Prior to considering the proceeding before this Court, these Reasons provide the relevant procedural background, a summary of the legislative framework, a summary of the Applicant’s protection visa application claims and the decision of the delegate of the First Respondent (“the Delegate”) and a summary of the Tribunal’s review and decision.
Background
On 6 February 2011, the Applicant arrived in Australia having departed legally from Sri Lanka on a passport issued in her own name and a tourist visa issued on 5 May 2010.
On 16 March 2011, the Applicant lodged an application for a Protection (Class XA) visa with the Department of Immigration and Citizenship (“the Department”) under the Act.

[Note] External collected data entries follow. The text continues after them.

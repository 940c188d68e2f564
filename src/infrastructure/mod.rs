//! # Infrastructure Layer
//!
//! Adapters for the remote ledger.
//!
//! - [`ledger`]: gateway port, error taxonomy, HTTP plumbing, in-memory double
//! - [`ripple`]: Ripple REST gateway

pub mod ledger;
pub mod ripple;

On 27 May 2011, the Delegate refused the Applicant’s application for a protection visa.
On 15 June 2011, the Applicant lodged an application for review of the Delegate’s decision by the Refugee Review Tribunal.

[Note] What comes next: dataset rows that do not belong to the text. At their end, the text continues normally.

//! # Identifiers
//!
//! Identity types for ledger accounts, transactions and scans.
//!
//! - [`AccountId`]: ledger account address, as issued by the remote ledger
//! - [`TransactionHash`]: ledger transaction hash referenced by notifications
//! - [`ScanId`]: UUID correlating the log output of one history scan

use serde::{Deserialize, Serialize};
use std::fmt;
use uuid::Uuid;

/// Ledger account identifier.
///
/// The remote ledger is the only authority on whether an account exists;
/// no local validation beyond non-emptiness is performed.
///
/// # Examples
///
/// ```
/// use ledger_scan::domain::value_objects::AccountId;
///
/// let account = AccountId::new("rfZz9cPdU4DSCQhW2hsmu4tbzfdEbY3VrH");
/// assert_eq!(account.as_str(), "rfZz9cPdU4DSCQhW2hsmu4tbzfdEbY3VrH");
/// ```
#[derive(Debug, Clone, PartialEq, Eq, Hash, PartialOrd, Ord, Serialize, Deserialize)]
#[serde(transparent)]
pub struct AccountId(String);

impl AccountId {
    /// Creates a new account identifier.
    #[must_use]
    pub fn new(value: impl Into<String>) -> Self {
        Self(value.into())
    }

    /// Returns the identifier as a string slice.
    #[inline]
    #[must_use]
    pub fn as_str(&self) -> &str {
        &self.0
    }

    /// Returns true if the identifier is empty.
    #[inline]
    #[must_use]
    pub fn is_empty(&self) -> bool {
        self.0.trim().is_empty()
    }
}

impl fmt::Display for AccountId {
    fn fmt(&self, f: &mut fmt::Formatter<'_>) -> fmt::Result {
        f.write_str(&self.0)
    }
}

impl From<&str> for AccountId {
    fn from(value: &str) -> Self {
        Self::new(value)
    }
}

/// Ledger transaction hash.
///
/// Hashes are compared case-insensitively by normalising to upper case on
/// construction, since ledger feeds are not consistent about hex casing.
///
/// # Examples
///
/// ```
/// use ledger_scan::domain::value_objects::TransactionHash;
///
/// let a = TransactionHash::new("ab12");
/// let b = TransactionHash::new("AB12");
/// assert_eq!(a, b);
/// ```
#[derive(Debug, Clone, PartialEq, Eq, Hash, PartialOrd, Ord, Serialize, Deserialize)]
#[serde(from = "String", into = "String")]
pub struct TransactionHash(String);

impl TransactionHash {
    /// Creates a new transaction hash.
    #[must_use]
    pub fn new(value: impl Into<String>) -> Self {
        Self(value.into().trim().to_ascii_uppercase())
    }

    /// Returns the hash as a string slice.
    #[inline]
    #[must_use]
    pub fn as_str(&self) -> &str {
        &self.0
    }
}

impl fmt::Display for TransactionHash {
    fn fmt(&self, f: &mut fmt::Formatter<'_>) -> fmt::Result {
        f.write_str(&self.0)
    }
}

impl From<String> for TransactionHash {
    fn from(value: String) -> Self {
        Self::new(value)
    }
}

impl From<&str> for TransactionHash {
    fn from(value: &str) -> Self {
        Self::new(value)
    }
}

impl From<TransactionHash> for String {
    fn from(value: TransactionHash) -> Self {
        value.0
    }
}

/// Identifier of a single history scan.
#[derive(Debug, Clone, Copy, PartialEq, Eq, Hash, Serialize, Deserialize)]
#[serde(transparent)]
pub struct ScanId(Uuid);

impl ScanId {
    /// Creates a new random scan ID.
    #[must_use]
    pub fn new_v4() -> Self {
        Self(Uuid::new_v4())
    }

    /// Returns the underlying UUID.
    #[inline]
    #[must_use]
    pub fn as_uuid(&self) -> Uuid {
        self.0
    }
}

impl fmt::Display for ScanId {
    fn fmt(&self, f: &mut fmt::Formatter<'_>) -> fmt::Result {
        write!(f, "{}", self.0)
    }
}

#[cfg(test)]
#[allow(clippy::unwrap_used)]
mod tests {
    use super::*;

    #[test]
    fn account_is_empty() {
        assert!(AccountId::new("  ").is_empty());
        assert!(!AccountId::new("rAccount").is_empty());
    }

    #[test]
    fn hash_normalises_case_and_whitespace() {
        let hash = TransactionHash::new(" 0a1b ");
        assert_eq!(hash.as_str(), "0A1B");
    }

    #[test]
    fn hash_deserializes_normalised() {
        let hash: TransactionHash = serde_json::from_str("\"abc\"").unwrap();
        assert_eq!(hash, TransactionHash::new("ABC"));
    }

    #[test]
    fn scan_ids_are_unique() {
        assert_ne!(ScanId::new_v4(), ScanId::new_v4());
    }
}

On 3 January 2012, the Tribunal affirmed the decision of the Delegate not to grant a protection visa.
On 31 January 2012, the Applicant filed an application in this Court seeking judicial review of the Tribunal’s decision.
Legislative framework
Section 65(1) of the Act authorises the decision-maker to grant a visa if satisfied that the prescribed criteria have been met. However, if the decision-maker is not so satisfied then s.65(1)(b) mandates that the visa application is to be refused.
Section 36(2) of the Act relevantly provides that a criterion for a protection visa is that an applicant is a non-citizen in Australia to whom the Minister is satisfied that Australia has a protection obligation under the Refugees Convention as amended by the Refugees Protocol. Section 5(1) of the Act defines “Refugees Convention” and “Refugees Protocol” as meaning the 1951 Convention relating to the Status of Refugees and 1967 Protocol relating to the Status of Refugees (“the Convention”).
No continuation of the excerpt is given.